*Assignment:*
Copy out each line below in which the string "adapters" appears.
Records to use section start
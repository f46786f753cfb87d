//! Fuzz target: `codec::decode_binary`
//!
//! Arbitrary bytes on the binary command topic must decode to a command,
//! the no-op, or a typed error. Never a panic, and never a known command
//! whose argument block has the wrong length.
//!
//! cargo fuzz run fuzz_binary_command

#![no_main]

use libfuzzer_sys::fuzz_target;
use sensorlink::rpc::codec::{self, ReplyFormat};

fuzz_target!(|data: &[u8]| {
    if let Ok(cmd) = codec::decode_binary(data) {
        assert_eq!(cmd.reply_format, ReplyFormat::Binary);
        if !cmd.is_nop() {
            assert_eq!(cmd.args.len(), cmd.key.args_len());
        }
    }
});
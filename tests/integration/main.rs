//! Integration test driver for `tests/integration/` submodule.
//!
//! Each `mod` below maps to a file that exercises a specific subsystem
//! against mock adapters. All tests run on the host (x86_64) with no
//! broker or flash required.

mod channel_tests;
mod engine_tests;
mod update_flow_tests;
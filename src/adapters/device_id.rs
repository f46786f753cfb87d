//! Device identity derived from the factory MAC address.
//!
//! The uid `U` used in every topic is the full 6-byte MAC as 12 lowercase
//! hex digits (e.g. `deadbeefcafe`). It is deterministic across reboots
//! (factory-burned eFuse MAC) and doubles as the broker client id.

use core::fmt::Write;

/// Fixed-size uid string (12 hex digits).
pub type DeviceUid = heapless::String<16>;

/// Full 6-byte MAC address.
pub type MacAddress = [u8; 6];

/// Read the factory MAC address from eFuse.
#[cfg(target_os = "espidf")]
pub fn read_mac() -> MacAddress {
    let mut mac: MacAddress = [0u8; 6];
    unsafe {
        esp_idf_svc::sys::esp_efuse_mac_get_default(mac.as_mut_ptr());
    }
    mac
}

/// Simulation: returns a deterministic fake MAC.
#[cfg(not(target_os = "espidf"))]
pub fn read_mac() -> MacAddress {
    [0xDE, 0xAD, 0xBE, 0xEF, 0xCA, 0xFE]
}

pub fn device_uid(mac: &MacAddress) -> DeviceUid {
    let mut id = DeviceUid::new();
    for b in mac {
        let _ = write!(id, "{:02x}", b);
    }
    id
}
Records to use section end
*Solution:*
//! against mock adapters. All tests run on the host (x86_64) with no
filename src/adapters/device_id.rs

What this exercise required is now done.